#### [What needs to be done]
Reproduce, without any change, the span of lines from the opening of the records below to the line containing "buffers, used for", inclusive.

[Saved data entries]

══════════

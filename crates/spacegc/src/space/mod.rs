//! Heap spaces.
//!
//! The heap reservation is carved into contiguous spaces, each with its own
//! allocation strategy:
//!
//! - [`BumpPointerSpace`]: lock-free cursor, emptied wholesale by the copying
//!   collector.
//! - [`MallocSpace`]: free-list allocator with per-thread buffers, used for
//!   the non-moving space and for the main space of mark-sweep heaps.
//! - [`LargeObjectSpace`]: page-granular objects above the large-object
//!   threshold, tracked in their own map.
//! - [`ImageSpace`]: boot objects, allocated once and never collected.
//! - [`ZygoteSpace`]: the frozen remains of the non-moving space after
//!   zygote compaction.

mod bump_pointer;
mod image;
mod large_object;
mod malloc_space;
mod zygote;

pub use bump_pointer::BumpPointerSpace;
pub use image::ImageSpace;
pub use large_object::LargeObjectSpace;
pub use malloc_space::MallocSpace;
pub use zygote::ZygoteSpace;

use crate::accounting::bitmap::BitmapPair;
use crate::address::ObjectRef;
use crate::object::ObjectModel;

/// The allocation strategy behind a space.
#[derive(Debug, Clone, Copy, PartialEq, Eq, Hash)]
#[repr(u8)]
pub enum SpaceKind {
    /// Boot image objects.
    Image = 0,
    /// Frozen pre-fork objects.
    Zygote = 1,
    /// Free-list allocation.
    Malloc = 2,
    /// Bump-pointer allocation.
    BumpPointer = 3,
    /// Page-granular large objects.
    LargeObject = 4,
}

/// Which collections may reclaim objects in a space.
#[derive(Debug, Clone, Copy, PartialEq, Eq)]
#[repr(u8)]
pub enum GcRetentionPolicy {
    /// Objects are never reclaimed.
    NeverCollect = 0,
    /// Every collection may reclaim objects.
    AlwaysCollect = 1,
    /// Only full collections reclaim objects.
    FullCollect = 2,
}

/// Common view of a space.
pub trait Space: Send + Sync {
    /// Name used in logs and dumps.
    fn name(&self) -> &str;

    /// Allocation strategy.
    fn kind(&self) -> SpaceKind;

    /// Which collections may reclaim objects here.
    fn retention_policy(&self) -> GcRetentionPolicy;

    /// First address of the space.
    fn begin(&self) -> usize;

    /// End of the memory handed out so far.
    fn end(&self) -> usize;

    /// End of the memory the space may ever use.
    fn limit(&self) -> usize;

    /// Returns `true` if `addr` lies in `[begin, limit)`.
    fn contains(&self, addr: usize) -> bool {
        addr >= self.begin() && addr < self.limit()
    }

    /// Live and mark bitmaps, if the space keeps them.
    fn bitmaps(&self) -> Option<&BitmapPair> {
        None
    }

    /// Returns `true` if a collector may relocate objects out of the space.
    fn can_move_objects(&self) -> bool {
        false
    }

    /// Bytes between begin and end.
    fn size(&self) -> usize {
        self.end() - self.begin()
    }

    /// Bytes between begin and limit.
    fn capacity(&self) -> usize {
        self.limit() - self.begin()
    }

    /// Visits every object in address order.
    ///
    /// Only meaningful while mutators are suspended.
    fn walk(&self, model: &dyn ObjectModel, visitor: &mut dyn FnMut(ObjectRef)) {
        let _ = model;
        if let Some(bitmaps) = self.bitmaps() {
            bitmaps.live().walk(visitor);
        }
    }
}

/// A space objects can be allocated in.
pub trait AllocSpace: Space {
    /// Allocates `num_bytes` (already object aligned) of zeroed memory.
    /// Returns `None` when the request does not fit within the footprint
    /// limit; the caller decides whether to collect, grow or give up.
    fn alloc(&self, num_bytes: usize) -> Option<ObjectRef>;

    /// Bytes of live allocations.
    fn bytes_allocated(&self) -> usize;

    /// Number of live allocations.
    fn objects_allocated(&self) -> usize;

    /// Soft cap on bytes handed out from `begin`.
    fn footprint_limit(&self) -> usize;

    /// Sets the soft cap, never below what is already handed out.
    fn set_footprint_limit(&self, limit: usize);

    /// Drops every object and returns the memory to the OS.
    fn clear(&self);

    /// Returns unused pages to the OS. Returns the bytes released.
    fn trim(&self) -> usize {
        0
    }

    /// Hands every thread-local buffer back to the space. Returns the
    /// unused bytes recovered.
    fn revoke_thread_local_buffers(&self) -> usize {
        0
    }
}

/// Short human-readable summary used by heap dumps.
pub(crate) fn describe(space: &dyn Space) -> String {
    format!(
        "{:?} {} begin={:#x} end={:#x} limit={:#x} size={} capacity={}",
        space.kind(),
        space.name(),
        space.begin(),
        space.end(),
        space.limit(),
        space.size(),
        space.capacity()
    )
}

══════════

#### [Task solution]
filename crates/spacegc/src/space/mod.rs
//! Heap spaces.
//!
//! The heap reservation is carved into contiguous spaces, each with its own
//! allocation strategy:
//!
//! - [`BumpPointerSpace`]: lock-free cursor, emptied wholesale by the copying
//!   collector.
//! - [`MallocSpace`]: free-list allocator with per-thread buffers, used for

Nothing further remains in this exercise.